The 1963 complete cycle of Beethoven symphonies remains available in the vinyl, CD and digital download formats. The eight-LP set on release in 1963 in the U.S. retailed for $47.98, when a weekly average salary was $114. A limited edition eight-LP box set of 2000 copies on 180-gram vinyl was released in 2016 retailing for $166.

The cycle is usually now presented across five CDs. It is available in 24-bit/96 kHz high definition sound on six hybrid Super Audio CDs or one Blu-ray audio disc, the latter two also containing a rehearsal session for the ninth symphony. The 1962 cycle has been cited for the particular commitment and driven energy of the playing by the orchestra, which was considered to mark high new standards among European orchestras. Critics cited the interpretation of Karajan as a benchmark in this repertoire.

Recording technology in the genre of orchestral and concerto repertoire had also seen numerous advances in the preceding years, with the advent of tape from the mid-1950s as the medium for recorded music, which facilitated better fidelity and easier editing, together with advances in microphone technology and superior playback technology.

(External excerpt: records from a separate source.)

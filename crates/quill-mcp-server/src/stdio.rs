//! Newline-delimited JSON transport over stdin/stdout.
//!
//! One JSON-RPC message per line. Reads poll with a short timeout so the
//! runner can observe shutdown between lines; writes flush eagerly because
//! a buffered response is indistinguishable from a hung server to the peer.

use std::sync::atomic::{AtomicBool, Ordering};
use std::sync::Arc;
use std::time::Duration;

use async_trait::async_trait;
use tokio::io::{AsyncBufReadExt, AsyncWriteExt, BufReader, Stdin, Stdout};
use tokio::sync::Mutex;
use tracing::trace;

use quill_mcp_json_rpc::JsonRpcMessage;

use crate::queue::MessageQueue;
use crate::transport::Transport;
use crate::{Result, ServerError};

const READ_POLL_TIMEOUT: Duration = Duration::from_millis(100);

/// A [`Transport`] over any line-oriented byte stream pair, stdin/stdout
/// by default. Tests drive it over in-memory duplex pipes.
pub struct StdioServerTransport<R = Stdin, W = Stdout> {
    reader: Mutex<LineReader<R>>,
    writer: Mutex<W>,
    started: AtomicBool,
    inbound: Arc<MessageQueue<JsonRpcMessage>>,
    outbound: Arc<MessageQueue<JsonRpcMessage>>,
}

/// Partial lines survive a timed-out poll here; `read_until` is cancel
/// safe and keeps appending to `buf` across calls.
struct LineReader<R> {
    inner: BufReader<R>,
    buf: Vec<u8>,
}

impl StdioServerTransport {
    pub fn new() -> Self {
        Self::with_streams(tokio::io::stdin(), tokio::io::stdout())
    }
}

impl Default for StdioServerTransport {
    fn default() -> Self {
        Self::new()
    }
}

impl<R, W> StdioServerTransport<R, W>
where
    R: tokio::io::AsyncRead + Send + Sync + Unpin,
    W: tokio::io::AsyncWrite + Send + Sync + Unpin,
{
    pub fn with_streams(reader: R, writer: W) -> Self {
        Self {
            reader: Mutex::new(LineReader {
                inner: BufReader::new(reader),
                buf: Vec::new(),
            }),
            writer: Mutex::new(writer),
            started: AtomicBool::new(false),
            inbound: Arc::new(MessageQueue::new()),
            outbound: Arc::new(MessageQueue::new()),
        }
    }
}

#[async_trait]
impl<R, W> Transport for StdioServerTransport<R, W>
where
    R: tokio::io::AsyncRead + Send + Sync + Unpin,
    W: tokio::io::AsyncWrite + Send + Sync + Unpin,
{
    async fn start(&self) -> Result<()> {
        if self.started.swap(true, Ordering::SeqCst) {
            return Err(ServerError::Transport(
                "stdio transport already started".to_string(),
            ));
        }
        Ok(())
    }

    async fn stop(&self) -> Result<()> {
        if self.started.swap(false, Ordering::SeqCst) {
            self.inbound.close().await;
            self.outbound.close().await;
        }
        Ok(())
    }

    fn is_started(&self) -> bool {
        self.started.load(Ordering::SeqCst)
    }

    async fn read_message(&self) -> Result<Option<JsonRpcMessage>> {
        let mut guard = self.reader.lock().await;
        let LineReader { inner, buf } = &mut *guard;

        let read =
            match tokio::time::timeout(READ_POLL_TIMEOUT, inner.read_until(b'\n', buf)).await {
                // No complete line yet; whatever arrived stays in buf
                Err(_) => return Ok(None),
                Ok(read) => read?,
            };

        if read == 0 && buf.is_empty() {
            return Err(ServerError::Transport("end of input".to_string()));
        }

        let line = String::from_utf8(std::mem::take(buf))
            .map_err(|e| ServerError::Transport(format!("invalid UTF-8 on stdin: {e}")))?;
        let line = line.trim();
        if line.is_empty() {
            return Ok(None);
        }

        trace!(bytes = line.len(), "received stdio line");
        let message = JsonRpcMessage::decode_str(line)?;
        Ok(Some(message))
    }

    async fn write_message(&self, message: &JsonRpcMessage) -> Result<()> {
        let encoded = message.encode()?;
        let mut writer = self.writer.lock().await;
        writer.write_all(encoded.as_bytes()).await?;
        writer.write_all(b"\n").await?;
        writer.flush().await?;
        trace!(bytes = encoded.len(), "sent stdio line");
        Ok(())
    }

    fn streams(&self) -> (Arc<MessageQueue<JsonRpcMessage>>, Arc<MessageQueue<JsonRpcMessage>>) {
        (Arc::clone(&self.inbound), Arc::clone(&self.outbound))
    }
}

Richard Osborne, music critic and biographer to Herbert von Karajan, cites "astronomical" recording costs in the venture, with a figure of 1.5 million Deutsche Mark expended to make the recordings. Estimates at the time indicate a requirement to sell 100,000 LP boxed sets to recoup the costs. The head of a rival classical music recording company, EMI, suggested that Deutsche Grammophon was "heading for a colossal financial catastrophe".

The executive producer of the set was Deutsche Grammophon's head of artists and repertoire, Elsa Maria Schiller. Each recording in the cycle was engineered by Günter Hermanns, with production by Otto Gerdes (Nos. 1, 2, 8) and Otto Ernst Wohlert (Nos. 3–7, 9). The Jesus-Christus-Kirche in Berlin Dahlem was often used by this label for its studio recordings of this orchestra and conductor during the 1960s until the 1980s.

A figure of one million complete sets sold in the first ten years has been claimed.